Yeah actually, BMC/Light Lagers. Actually lagers in general.
I came from a craft beer background. I didn't like that style beer when I started drinking, and when I turned beer drinking age it was at the start of the craft beer craze in the early 80's so pretty much I've grown up drinking only craft beers, and snubbing BMC. And buying into all the idiotic and historically inaccurate beersnob lies about how BMC added adjunct to cut costs, and all that other stuff that had me looking down at BMC, and those who drank them.
Then I read Maureen Ogle's book Ambitious Brew, and learned the truth about how the style developed, and was created because of consumer demand since people in the 1800's could afford meat with every meal and therefore heavy beers (liquid bread) was falling out of favors. So I started to give those beers, and the American Lager/Light Lager a different look...and developed more respect for them.
And I realized what I didn't like about Budweiser and Bud light in particular, was not that they were BMC or made by the supposed "evil empire" but that they were rice adjuncted lagers. And I didn't like other Rice adjuncted lagers, like Sapporo...but I did like corn adjuncted lagers, regardless of whether they were made by craft breweries or by the mega ones. And I quite enjoy corn adjuncted lagers, like Labatts.

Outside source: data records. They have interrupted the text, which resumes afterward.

//! worldgate server binary.
//!
//! Reads `config.toml` (or the path given with `--config`), opens the SQLite
//! store, starts the world-link refresher and the account scheduler, and
//! serves the JSON API over HTTP.
//!
//! # Key name lookup
//!
//! To print the key name a platform user must give their API key:
//!
//! ```sh
//! cargo run -p worldgate-server --bin server -- --print-key-name 1 someone --world 2101
//! ```

use std::{
  path::{Path, PathBuf},
  sync::Arc,
};

use anyhow::Context as _;
use clap::Parser;
use tokio::net::TcpListener;
use tracing::{info, level_filters::LevelFilter};
use tracing_subscriber::EnvFilter;
use worldgate_core::{keyname, model::PlatformId, world::WorldId};
use worldgate_gw2api::Gw2Client;
use worldgate_server::ServerConfig;
use worldgate_store_sqlite::SqliteStore;
use worldgate_verify::Services;

#[derive(Parser)]
#[command(author, version, about = "World-gated account verification server")]
struct Cli {
  /// Path to the TOML configuration file.
  #[arg(short, long, default_value = "config.toml")]
  config: PathBuf,

  /// Print the expected API key name for a platform user and exit.
  #[arg(long, num_args = 2, value_names = ["PLATFORM_ID", "PLATFORM_USER_ID"])]
  print_key_name: Option<Vec<String>>,

  /// World the key name is derived for. Only used with `--print-key-name`.
  #[arg(long)]
  world: Option<WorldId>,
}

#[tokio::main]
async fn main() -> anyhow::Result<()> {
  tracing_subscriber::fmt()
    .with_env_filter(
      EnvFilter::builder()
        .with_default_directive(LevelFilter::INFO.into())
        .from_env_lossy(),
    )
    .init();

  let cli = Cli::parse();

  // Helper mode: print a key name and exit.
  if let Some(args) = cli.print_key_name {
    let [platform_id, platform_user_id] = args.as_slice() else {
      anyhow::bail!("--print-key-name takes a platform id and a platform user id");
    };
    let platform_id: PlatformId = platform_id
      .parse()
      .with_context(|| format!("invalid platform id {platform_id:?}"))?;
    println!("{}", keyname::api_key_name(cli.world, platform_id, platform_user_id));
    return Ok(());
  }

  let settings = config::Config::builder()
    .add_source(config::File::from(cli.config).required(false))
    .add_source(config::Environment::with_prefix("WORLDGATE").separator("__"))
    .build()
    .context("failed to read config file")?;

  let server_cfg: ServerConfig = settings
    .try_deserialize()
    .context("failed to deserialise ServerConfig")?;

  let store_path = expand_tilde(&server_cfg.store_path);
  let store = SqliteStore::open(&store_path)
    .await
    .with_context(|| format!("failed to open store at {store_path:?}"))?;

  let fetcher = Gw2Client::new(&server_cfg.gw2_api_url, server_cfg.verify.request_timeout())
    .context("failed to build game API client")?;

  let services = Arc::new(Services::new(
    Arc::new(store),
    Arc::new(fetcher),
    server_cfg.verify.clone(),
  ));
  let (world_task, sync_task) = services.spawn_background();

  let app = worldgate_server::app(Arc::clone(&services));
  let address = server_cfg.address();

  info!("Listening on http://{address}");
  let listener = TcpListener::bind(&address)
    .await
    .with_context(|| format!("failed to bind {address}"))?;

  tokio::select! {
    result = axum::serve(listener, app) => {
      result.context("server error")?;
    }
    _ = tokio::signal::ctrl_c() => {
      info!("Received shutdown signal");
    }
  }

  world_task.abort();
  sync_task.abort();
  info!("Server stopped");
  Ok(())
}

/// Expand a leading `~` to the user's home directory.
fn expand_tilde(path: &Path) -> PathBuf {
  let s = path.to_string_lossy();
  if let Some(rest) = s.strip_prefix("~/")
    && let Ok(home) = std::env::var("HOME")
  {
    return PathBuf::from(home).join(rest);
  }
  path.to_path_buf()
}
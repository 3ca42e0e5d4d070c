//! Handlers for `/v1/platform/:platform_id/users` endpoints.
//!
//! | Method | Path | Notes |
//! |--------|------|-------|
//! | `GET`  | `/updates?subscriber=` | Long-poll for raw user changes |
//! | `GET`  | `/:platform_user_id` | 404 if unknown |
//! | `PUT`  | `/:platform_user_id/apikey?world=&skip_requirements=` | Body: `{"apikey":"..","primary":true}` |
//! | `GET`  | `/:platform_user_id/apikey/name?world=` | Expected key name |
//! | `PUT`  | `/:platform_user_id/ban` | Body: `{"until":"..","reason":".."}` |
//! | `POST` | `/:platform_user_id/refresh` | Re-sync and return the user |

use std::sync::Arc;

use axum::{
  Json,
  extract::{Path, Query, State},
  http::StatusCode,
  response::IntoResponse,
};
use chrono::{DateTime, Utc};
use serde::{Deserialize, Serialize};
use worldgate_core::{
  fetch::AccountFetcher,
  keyname,
  model::{PlatformId, UserView},
  store::VerifyStore,
  world::WorldId,
};
use worldgate_verify::{LinkRequest, Services};

use crate::error::ApiError;

// ─── Get one ──────────────────────────────────────────────────────────────────

/// `GET /v1/platform/:platform_id/users/:platform_user_id`
pub async fn get_one<S, F>(
  State(services): State<Arc<Services<S, F>>>,
  Path((platform_id, platform_user_id)): Path<(PlatformId, String)>,
) -> Result<Json<UserView>, ApiError>
where
  S: VerifyStore + 'static,
  F: AccountFetcher + 'static,
{
  let view = services
    .platform_user(platform_id, &platform_user_id)
    .await?
    .ok_or_else(|| {
      ApiError::NotFound(format!("platform user {platform_id}/{platform_user_id} not found"))
    })?;
  Ok(Json(view))
}

// ─── Updates ──────────────────────────────────────────────────────────────────

#[derive(Debug, Deserialize)]
pub struct UpdatesParams {
  pub subscriber: String,
}

/// `GET /v1/platform/:platform_id/users/updates?subscriber=<id>`
///
/// Blocks until a user linked on the platform changes, or answers 408 once
/// the listener timeout elapses.
pub async fn updates<S, F>(
  State(services): State<Arc<Services<S, F>>>,
  Path(platform_id): Path<PlatformId>,
  Query(params): Query<UpdatesParams>,
) -> Result<Json<UserView>, ApiError>
where
  S: VerifyStore + 'static,
  F: AccountFetcher + 'static,
{
  let mut subscription = services
    .emitter
    .subscribe_users(&params.subscriber, Some(platform_id))?;

  let received = subscription
    .recv_timeout(services.config.listener_timeout())
    .await;
  match received {
    Some(view) => Ok(Json(Arc::unwrap_or_clone(view))),
    None => {
      subscription.close();
      Err(ApiError::PollTimeout)
    }
  }
}

// ─── API key ──────────────────────────────────────────────────────────────────

#[derive(Debug, Deserialize)]
pub struct ApiKeyParams {
  pub world:             Option<WorldId>,
  #[serde(default)]
  pub skip_requirements: bool,
}

#[derive(Debug, Deserialize)]
pub struct ApiKeyBody {
  pub apikey:  String,
  #[serde(default)]
  pub primary: bool,
}

/// `PUT /v1/platform/:platform_id/users/:platform_user_id/apikey`
pub async fn put_api_key<S, F>(
  State(services): State<Arc<Services<S, F>>>,
  Path((platform_id, platform_user_id)): Path<(PlatformId, String)>,
  Query(params): Query<ApiKeyParams>,
  Json(body): Json<ApiKeyBody>,
) -> Result<impl IntoResponse, ApiError>
where
  S: VerifyStore + 'static,
  F: AccountFetcher + 'static,
{
  let view = services
    .linker
    .link_api_key(LinkRequest {
      perspective: params.world,
      platform_id,
      platform_user_id,
      primary: body.primary,
      api_key: body.apikey,
      skip_requirements: params.skip_requirements,
    })
    .await?;
  Ok((StatusCode::CREATED, Json(view)))
}

#[derive(Debug, Deserialize)]
pub struct KeyNameParams {
  pub world: Option<WorldId>,
}

#[derive(Debug, Serialize, Deserialize)]
pub struct KeyName {
  pub name: String,
}

/// `GET /v1/platform/:platform_id/users/:platform_user_id/apikey/name`
pub async fn api_key_name(
  Path((platform_id, platform_user_id)): Path<(PlatformId, String)>,
  Query(params): Query<KeyNameParams>,
) -> Json<KeyName> {
  Json(KeyName {
    name: keyname::api_key_name(params.world, platform_id, &platform_user_id),
  })
}

// ─── Ban ──────────────────────────────────────────────────────────────────────

#[derive(Debug, Deserialize)]
pub struct BanBody {
  pub until:  DateTime<Utc>,
  pub reason: String,
}

/// `PUT /v1/platform/:platform_id/users/:platform_user_id/ban`
pub async fn ban<S, F>(
  State(services): State<Arc<Services<S, F>>>,
  Path((platform_id, platform_user_id)): Path<(PlatformId, String)>,
  Json(body): Json<BanBody>,
) -> Result<impl IntoResponse, ApiError>
where
  S: VerifyStore + 'static,
  F: AccountFetcher + 'static,
{
  let ban = services
    .bans
    .ban_platform_user(platform_id, &platform_user_id, body.reason, body.until)
    .await?;
  Ok((StatusCode::CREATED, Json(ban)))
}

// ─── Refresh ──────────────────────────────────────────────────────────────────

/// `POST /v1/platform/:platform_id/users/:platform_user_id/refresh`
pub async fn refresh<S, F>(
  State(services): State<Arc<Services<S, F>>>,
  Path((platform_id, platform_user_id)): Path<(PlatformId, String)>,
) -> Result<Json<UserView>, ApiError>
where
  S: VerifyStore + 'static,
  F: AccountFetcher + 'static,
{
  let view = services
    .refresh_platform_user(platform_id, &platform_user_id)
    .await?;
  Ok(Json(view))
}
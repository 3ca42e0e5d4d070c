//! Deterministic API-key names.
//!
//! A user proves they intended to link a key by naming it after their
//! platform identity. The code is a truncated hash; it is not a secret and
//! only has to be stable.

use md5::{Digest, Md5};

use crate::{model::PlatformId, world::{WorldId, normalized_world_name}};

/// Public; only keeps codes stable across deployments.
const KEY_NAME_SALT: &str = "2Qztw0zRJ0F5ThRGet7161VhcHpcPHG0cwYAT2ziS9DrX0pO0iLHL104vJUs";

/// Length of the hex code embedded in a key name.
pub const KEY_CODE_LEN: usize = 16;

/// The 16-character upper-case hex code for a platform identity.
pub fn api_key_code(platform_user_id: &str) -> String {
  let mut hasher = Md5::new();
  hasher.update(KEY_NAME_SALT.as_bytes());
  hasher.update(platform_user_id.as_bytes());
  let mut code = hex::encode(hasher.finalize());
  code.truncate(KEY_CODE_LEN);
  code.make_ascii_uppercase();
  code
}

/// The full key name a user is asked to give their key:
/// `[WorldName][platform_id-]CODE`.
pub fn api_key_name(
  perspective: Option<WorldId>,
  platform_id: PlatformId,
  platform_user_id: &str,
) -> String {
  let mut name = String::new();
  if let Some(world) = perspective {
    name.push_str(&normalized_world_name(world));
  }
  if platform_id > 0 {
    name.push_str(&platform_id.to_string());
    name.push('-');
  }
  name.push_str(&api_key_code(platform_user_id));
  name
}

#[cfg(test)]
mod tests {
  use super::*;

  #[test]
  fn code_is_stable_upper_hex() {
    let a = api_key_code("user-1");
    assert_eq!(a, api_key_code("user-1"));
    assert_eq!(a.len(), KEY_CODE_LEN);
    assert!(a.chars().all(|c| c.is_ascii_digit() || c.is_ascii_uppercase()));
    assert_ne!(a, api_key_code("user-2"));
  }

  #[test]
  fn code_matches_names_already_given_to_keys() {
    assert_eq!(api_key_code("42"), "D5289D60111D3309");
    assert_eq!(api_key_code("user-1"), "DEEC1FB0E96A2795");
  }

  #[test]
  fn name_prefixes() {
    let code = api_key_code("42");
    assert_eq!(api_key_name(None, 0, "42"), code);
    assert_eq!(api_key_name(None, 3, "42"), format!("3-{code}"));
    assert_eq!(api_key_name(Some(2101), 3, "42"), format!("JadeSea3-{code}"));
  }
}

In fact the more and more lagers, and lager like ales I've discovered the more I've loved. Maibocs, Vienna Lagers, Bohemian Pilsners, Dopplebocks all wonderful and amazing beers that I virtually ignored or looked down at because they were "lagers" and I thought I was too good for them. And even Kolsh, which is an ale, but in a lot of ways lager like. I looked down and passed all these amazing beers by because I had a "beersnob" stick up my ass and thought those beers and those who drank them were "less than" I was.
As I homebrewer I came to appreciate just how difficult it is to brew a light american lager, especially consistantly, batch after batch, and just because I didn't enjoy a certain beer, didn't mean that the brewery didn't deserve my respect for turning out such a difficult product to brew. And that the breweries themselves like AHB-inbev contributed so much historically to the culture and the technology of brewing beer.
And I also learned that all beer has it's place, EVEN light beers, especially in the summer. And that beer is the most egalitarian of drinks, and we shouldn't have an "us vs them" mentality about it. And open ourselves up to trying ALL beers.